Hopefully my experience can serve as a reminder to others about the possible risks associated with traveling internationally, and how we can bring those problems home with us.
Many infected people will have no or only mild symptoms, which can last for several days to a week. Zika virus usually remains in the blood of an infected person for about a week, but it can be found longer in some people.
Countries and territories with active Zika virus transmission:
Argentina, Aruba, Barbados, Belize, Bolivia, Bonaire, Brazil, Colombia, Puerto Rico, Costa Rica, Cuba, Curacao, Dominica, Dominican Republic, Ecuador, El Salvador, French Guiana, Grenada, Guadeloupe, Guatemala, Guyana, Haiti, Honduras, Jamaica, Martinique, Mexico, Nicaragua, Panama, Paraguay, Peru, Saint Barthélemy, Saint Lucia, Saint Martin, Saint Vincent and the Grenadines, Saint Maarten, Suriname, Trinidad and Tobago, U.S. Virgin Islands, Venezuela,
American Samoa, Fiji, Kosrae, Federated States of Micronesia, Marshall Islands, New Caledonia, Papua New Guinea, Samoa, Tonga
How Zika virus spreads:
The mosquitoes that carry Zika are aggressive daytime biters, but they can also bite at night. A mosquito becomes infected when it bites a person already infected with Zika. That mosquito can then spread the virus by biting more people. Zika virus can also spread:
▪ During sex with a man infected with Zika.

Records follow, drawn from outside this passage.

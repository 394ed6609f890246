use std::sync::{Arc, Mutex, MutexGuard, PoisonError};

use in_memory_adapter::InMemoryRepo;
use tracing::debug;
use uuid::Uuid;

/// Route prefix under which previews are served
pub const PREVIEW_ROUTE_PREFIX: &str = "/avatars";

const FALLBACK_CONTENT_TYPE: &str = "application/octet-stream";

/// A file handed over by the browser's file picker
#[derive(Clone, PartialEq, Eq)]
pub struct AvatarFile {
    pub name: String,
    pub content_type: Option<String>,
    pub bytes: Vec<u8>,
    size: u64,
}

impl AvatarFile {
    pub fn new(name: impl Into<String>, content_type: Option<String>, bytes: Vec<u8>) -> Self {
        Self {
            name: name.into(),
            content_type,
            size: bytes.len() as u64,
            bytes,
        }
    }

    /// A file whose contents were not kept, only its length. It always
    /// fails the size check.
    pub fn oversized(name: impl Into<String>, content_type: Option<String>, size: u64) -> Self {
        Self {
            name: name.into(),
            content_type,
            bytes: Vec::new(),
            size,
        }
    }

    pub fn size(&self) -> u64 {
        self.size
    }
}

impl std::fmt::Debug for AvatarFile {
    fn fmt(&self, f: &mut std::fmt::Formatter<'_>) -> std::fmt::Result {
        f.debug_struct("AvatarFile")
            .field("name", &self.name)
            .field("content_type", &self.content_type)
            .field("size", &self.size())
            .finish()
    }
}

pub type PreviewId = Uuid;

#[derive(Clone)]
pub struct PreviewBlob {
    pub content_type: String,
    pub bytes: Arc<[u8]>,
}

impl std::fmt::Debug for PreviewBlob {
    fn fmt(&self, f: &mut std::fmt::Formatter<'_>) -> std::fmt::Result {
        f.debug_struct("PreviewBlob")
            .field("content_type", &self.content_type)
            .field("len", &self.bytes.len())
            .finish()
    }
}

/// Shared home of every live avatar preview
#[derive(Debug, Clone, Default)]
pub struct PreviewStore {
    blobs: Arc<Mutex<InMemoryRepo<PreviewBlob, PreviewId>>>,
}

impl PreviewStore {
    pub fn new() -> Self {
        Self::default()
    }

    /// Registers a preview for `file`; it lives as long as the returned handle
    pub fn create(&self, file: &AvatarFile) -> AvatarPreview {
        let id = Uuid::new_v4();
        let blob = PreviewBlob {
            content_type: file
                .content_type
                .clone()
                .unwrap_or_else(|| FALLBACK_CONTENT_TYPE.to_string()),
            bytes: Arc::from(file.bytes.as_slice()),
        };
        self.blobs().insert(id, blob);
        debug!("Created avatar preview {id} for {}", file.name);

        AvatarPreview {
            id,
            store: self.clone(),
        }
    }

    pub fn get(&self, id: &PreviewId) -> Option<PreviewBlob> {
        self.blobs().get(id).cloned()
    }

    pub fn len(&self) -> usize {
        self.blobs().len()
    }

    pub fn is_empty(&self) -> bool {
        self.blobs().is_empty()
    }

    fn release(&self, id: &PreviewId) {
        if self.blobs().remove(id).is_some() {
            debug!("Released avatar preview {id}");
        }
    }

    // Map operations cannot panic midway; a poisoned map is still consistent.
    fn blobs(&self) -> MutexGuard<'_, InMemoryRepo<PreviewBlob, PreviewId>> {
        self.blobs.lock().unwrap_or_else(PoisonError::into_inner)
    }
}

/// Handle to a displayable preview. Dropping it releases the preview.
#[derive(Debug)]
pub struct AvatarPreview {
    id: PreviewId,
    store: PreviewStore,
}

impl AvatarPreview {
    pub fn id(&self) -> PreviewId {
        self.id
    }

    pub fn url(&self) -> String {
        format!("{PREVIEW_ROUTE_PREFIX}/{}", self.id)
    }
}

impl Drop for AvatarPreview {
    fn drop(&mut self) {
        self.store.release(&self.id);
    }
}

#[cfg(test)]
mod tests {
    use super::*;

    fn png(size: usize) -> AvatarFile {
        AvatarFile::new("face.png", Some("image/png".to_string()), vec![1; size])
    }

    #[test]
    fn preview_is_served_until_the_handle_drops() {
        let store = PreviewStore::new();
        let preview = store.create(&png(32));
        let id = preview.id();

        let blob = store.get(&id).unwrap();
        assert_eq!(blob.content_type, "image/png");
        assert_eq!(blob.bytes.len(), 32);
        assert_eq!(preview.url(), format!("/avatars/{id}"));

        drop(preview);
        assert!(store.get(&id).is_none());
        assert!(store.is_empty());
    }

    #[test]
    fn replacing_a_preview_releases_the_old_one() {
        let store = PreviewStore::new();
        let mut current = Some(store.create(&png(4)));
        let first = current.as_ref().unwrap().id();

        current = Some(store.create(&png(8)));

        assert!(store.get(&first).is_none());
        assert_eq!(store.len(), 1);
        drop(current);
        assert!(store.is_empty());
    }

    #[test]
    fn oversized_file_reports_its_length_without_contents() {
        let file = AvatarFile::oversized("big.png", None, 9 * 1024 * 1024);
        assert_eq!(file.size(), 9 * 1024 * 1024);
        assert!(file.bytes.is_empty());
        assert_eq!(png(12).size(), 12);
    }

    #[test]
    fn unknown_content_type_falls_back_to_octet_stream() {
        let store = PreviewStore::new();
        let preview = store.create(&AvatarFile::new("blob", None, vec![0]));
        assert_eq!(
            store.get(&preview.id()).unwrap().content_type,
            "application/octet-stream"
        );
    }
}
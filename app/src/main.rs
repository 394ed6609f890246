mod api;
mod config;
mod logging;
mod services;
mod web;

use std::time::Duration;

use color_eyre::Result;
use domain::SimulatedGateway;
use domain::core::Portal;

use crate::config::AppConfig;
use crate::services::PortalHandle;

const SESSION_SWEEP_INTERVAL: Duration = Duration::from_secs(60);

#[tokio::main]
async fn main() -> Result<()> {
    color_eyre::install()?;

    // Initialize logging
    logging::init()?;
    tracing::info!("Starting JobPortal application");

    let config = AppConfig::from_env()?;
    tracing::debug!("Configuration: {config:#?}");

    let portal = Portal::with_gateway(
        SimulatedGateway::new(config.submit_delay()),
        config.redirect_delay(),
    );
    let state = PortalHandle::new(portal, config.session_ttl());
    let sweeper = state.sessions().spawn_sweeper(SESSION_SWEEP_INTERVAL);

    let app = api::create_api(state.clone()).merge(web::create_app(state));

    let listener = tokio::net::TcpListener::bind(config.bind_addr).await?;
    tracing::info!("Server running on http://{}", config.bind_addr);

    axum::serve(listener, app).await?;
    sweeper.abort();

    Ok(())
}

▪ From a pregnant woman to her fetus during pregnancy or around the time of birth.
▪ Through blood transfusion (likely but not confirmed).
Source: CDC. To learn more about Zika virus, visit www.cdc.com/zika/
Steps for South Carolinians to get tested for Zika virus through DHEC:
1. If you have been to a Zika-affected area, meet with your physician, such as a family doctor or a OB/GYN if you are pregnant.
2. Explain any symptoms you have.
3. You doctor will contact DHEC with the information.
4. DHEC will decide who will receive testing.
5. If approved, your physician will collect urine and/or blood samples and send them to DHEC.
6. DHEC or your physician will contact you in about a week with your results.